Walter had taken his wife and children back to London, leaving Bobby Trench in the care of the local surgeon. Frank had gone back to Greenwich, where he was taking a course. Humphrey and Susan were paying a flying visit to Hampshire, to arrange about the work to be done at Denny Croft. But there would be a mild recrudescence of Christmas gaieties in a week's time, when there was to be another ball, for which most of the party would reassemble.
Joan was sitting in the schoolroom, feeling very low and miserable, and wondering what was coming of it all, when she was surprised by the entrance of her father, who visited this quarter of the house at intervals so rare as to have permitted it to assume the character of a retreat.
"Well, my girl," he said paternally. "The house seems so empty that I thought I'd come up for a little chat."
It was the hour when Mrs. Clinton visited her recumbent guest, leaving the nurse free for an airing. Joan had occasionally accompanied her in her walks, but found them too apt to be filled with talk about her patient, couched in such laudatory language that Joan suspected the patient of having taken her into his confidence.

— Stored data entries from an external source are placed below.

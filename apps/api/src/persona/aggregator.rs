//! Persona aggregation: merges a user's stored assessment results into one
//! profile.
//!
//! Both stored results are read concurrently. A failed read is logged and the
//! source reported unavailable; the other source is still used.

use std::time::Duration;

use chrono::Utc;
use tracing::{info, warn};

use crate::assessment::definitions::AssessmentKind;
use crate::assessment::models::AssessmentResult;
use crate::assessment::profile::AssessmentDetails;
use crate::assessment::store::ResultStore;
use crate::errors::AppError;
use crate::persona::cache::PersonaCache;
use crate::persona::models::{DataSources, Persona, Personality};

const TOTAL_SOURCES: usize = 2;

/// Cache-aware entry point. A cached persona is returned unless
/// `force_refresh`; a freshly built one is written back unless degraded.
pub async fn load_persona(
    store: &dyn ResultStore,
    cache: Option<&dyn PersonaCache>,
    cache_ttl: Duration,
    user_id: &str,
    force_refresh: bool,
) -> Result<Persona, AppError> {
    let user_id = user_id.trim();
    if user_id.is_empty() {
        return Err(AppError::Validation("user_id cannot be empty".to_string()));
    }

    if let (Some(cache), false) = (cache, force_refresh) {
        if let Some(persona) = cache.get(user_id).await {
            return Ok(persona);
        }
    }

    let persona = aggregate(store, user_id).await?;

    match cache {
        Some(cache) if !persona.degraded => cache.put(&persona, cache_ttl).await,
        Some(_) => warn!("Not caching degraded persona for {user_id}"),
        None => {}
    }
    Ok(persona)
}

pub async fn aggregate(store: &dyn ResultStore, user_id: &str) -> Result<Persona, AppError> {
    let (work_style, empathy) = tokio::join!(
        store.fetch(user_id, AssessmentKind::WorkStyle),
        store.fetch(user_id, AssessmentKind::Empathy),
    );

    let mut failures = 0;
    let mut isolate = |kind: AssessmentKind, read: Result<Option<AssessmentResult>, AppError>| {
        read.unwrap_or_else(|e| {
            warn!("Persona source {kind} unavailable for {user_id}: {e}");
            failures += 1;
            None
        })
    };
    let work_style = isolate(AssessmentKind::WorkStyle, work_style);
    let empathy = isolate(AssessmentKind::Empathy, empathy);

    if work_style.is_none() && empathy.is_none() {
        return Err(if failures > 0 {
            AppError::dependency("result-store", "assessment results could not be read")
        } else {
            AppError::NotFound(format!("No assessment results found for user {user_id}"))
        });
    }

    let mut persona = build_persona(user_id, work_style.as_ref(), empathy.as_ref());
    persona.degraded = failures > 0;
    info!(
        "Persona aggregated for {user_id}: {:.0}% complete",
        persona.completeness * 100.0
    );
    Ok(persona)
}

fn build_persona(
    user_id: &str,
    work_style: Option<&AssessmentResult>,
    empathy: Option<&AssessmentResult>,
) -> Persona {
    let data_sources = DataSources {
        work_style: work_style.is_some(),
        empathy: empathy.is_some(),
    };

    let mut personality = Personality::default();
    let mut career_suggestions = Vec::new();

    if let Some(result) = work_style {
        personality.big_five = result.scores.clone();
        personality.work_style = Some(result.classification.label().to_string());
        if let AssessmentDetails::WorkStyle {
            career_suggestions: suggestions,
            ..
        } = &result.details
        {
            career_suggestions = suggestions.clone();
        }
    }

    if let Some(result) = empathy {
        personality.team_role = Some(result.classification.label().to_string());
        match &result.details {
            AssessmentDetails::Empathy {
                empathy_score,
                empathy_level,
            } => {
                personality.empathy_score = Some(*empathy_score);
                personality.empathy_level = Some(empathy_level.clone());
            }
            AssessmentDetails::WorkStyle { .. } => {
                personality.empathy_score = Some(result.scores.mean());
            }
        }
    }

    let completeness = data_sources.available() as f64 / TOTAL_SOURCES as f64;

    Persona {
        user_id: user_id.to_string(),
        data_sources,
        personality,
        completeness,
        career_suggestions,
        degraded: false,
        generated_at: Utc::now(),
    }
}
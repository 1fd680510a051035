use axum::{extract::State, Json};

use crate::errors::{AppError, JsonBody};
use crate::recommendation::gateway::{RecommendRequest, RecommendResponse};
use crate::recommendation::vector_index::IndexStats;
use crate::state::AppState;

/// POST /api/v1/careers/recommend
pub async fn handle_recommend(
    State(state): State<AppState>,
    JsonBody(request): JsonBody<RecommendRequest>,
) -> Result<Json<RecommendResponse>, AppError> {
    let response = state.recommender.recommend(&request).await?;
    Ok(Json(response))
}

/// GET /api/v1/careers/stats
pub async fn handle_stats(State(state): State<AppState>) -> Result<Json<IndexStats>, AppError> {
    Ok(Json(state.recommender.stats().await?))
}
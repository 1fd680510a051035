mod assessment;
mod circuit_breaker;
mod config;
mod db;
mod errors;
mod llm_client;
mod middleware;
mod models;
mod persona;
mod recommendation;
mod routes;
mod state;

use anyhow::Result;
use std::net::SocketAddr;
use tower_http::{cors::CorsLayer, trace::TraceLayer};
use tracing::{info, warn};
use tracing_subscriber::{layer::SubscriberExt, util::SubscriberInitExt, EnvFilter};

use std::sync::Arc;

use crate::assessment::classifier::{DisabledNarrator, LlmNarrator, NarrativeProvider};
use crate::assessment::store::PgResultStore;
use crate::circuit_breaker::CircuitBreaker;
use crate::config::Config;
use crate::db::create_pool;
use crate::llm_client::LlmClient;
use crate::persona::cache::{PersonaCache, RedisPersonaCache};
use crate::recommendation::gateway::RecommendationGateway;
use crate::recommendation::vector_index::PineconeIndex;
use crate::routes::build_router;
use crate::state::AppState;

#[tokio::main]
async fn main() -> Result<()> {
    // Load configuration first (fails on missing required env vars)
    let config = Config::from_env()?;

    // Initialize structured logging
    tracing_subscriber::registry()
        .with(EnvFilter::try_from_default_env().unwrap_or_else(|_| {
            EnvFilter::new(format!("{}={}", env!("CARGO_CRATE_NAME"), &config.rust_log))
        }))
        .with(tracing_subscriber::fmt::layer())
        .init();

    info!("Starting Guidora API v{}", env!("CARGO_PKG_VERSION"));

    // PostgreSQL result store (migrations applied on connect)
    let db = create_pool(&config.database_url).await?;
    let store = Arc::new(PgResultStore::new(db));

    // Narrative provider: LLM when keyed, threshold table otherwise
    let narrator: Arc<dyn NarrativeProvider> = match &config.anthropic_api_key {
        Some(key) => {
            let llm = LlmClient::new(key.clone(), config.narrative_timeout)?;
            info!("LLM narrator enabled (model: {})", llm_client::MODEL);
            Arc::new(LlmNarrator(llm))
        }
        None => {
            warn!("ANTHROPIC_API_KEY not set; classification is rule-based only");
            Arc::new(DisabledNarrator)
        }
    };

    // Vector index behind a circuit breaker
    let index = PineconeIndex::new(&config.pinecone_index_host, config.pinecone_api_key.clone())?;
    let recommender = RecommendationGateway::new(
        Arc::new(index),
        CircuitBreaker::new(
            "vector-index",
            config.circuit_breaker_threshold,
            config.circuit_breaker_reset,
        ),
        config.embedding_dimension,
        config.recommend_max_top_k,
    );
    info!(
        "Recommendation gateway ready (dimension {}, max top_k {})",
        config.embedding_dimension, config.recommend_max_top_k
    );

    // Optional Redis persona cache
    let persona_cache: Option<Arc<dyn PersonaCache>> = match &config.redis_url {
        Some(url) => {
            let client = redis::Client::open(url.as_str())?;
            info!("Redis persona cache enabled");
            Some(Arc::new(RedisPersonaCache::new(client)))
        }
        None => None,
    };

    // Build app state
    let state = AppState {
        store,
        narrator,
        recommender: Arc::new(recommender),
        persona_cache,
        narrative_timeout: config.narrative_timeout,
        persona_cache_ttl: config.persona_cache_ttl,
    };

    // Build router
    let app = build_router(state)
        .layer(TraceLayer::new_for_http())
        .layer(CorsLayer::permissive());

    let addr: SocketAddr = format!("0.0.0.0:{}", config.port).parse()?;
    info!("Listening on {addr}");

    let listener = tokio::net::TcpListener::bind(addr).await?;
    axum::serve(listener, app).await?;

    Ok(())
}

In justice to him it must be said that the suspicion was unfounded, and in justice to the nurse that she had eyesight not less acute than the rest of her sex.
There were times when Joan felt drawn to put her head on her father's broad shoulder, and receive the protective petting which in his milder moods he was as capable of administering as the most consistently doting of parents. This would have been one of those times if it had been possible to regard him as the solace as well as the occasion of her trouble. But enough of the impulse remained to cause her to welcome him with a sense of forgiveness, and to make room for him by her side on the broad sofa.
He would have done well to respond to the movement, but, instead, he took up his attitude of harangue in front of her, with his back to the fire, and cleared his throat. She saw what was coming, and stiffened.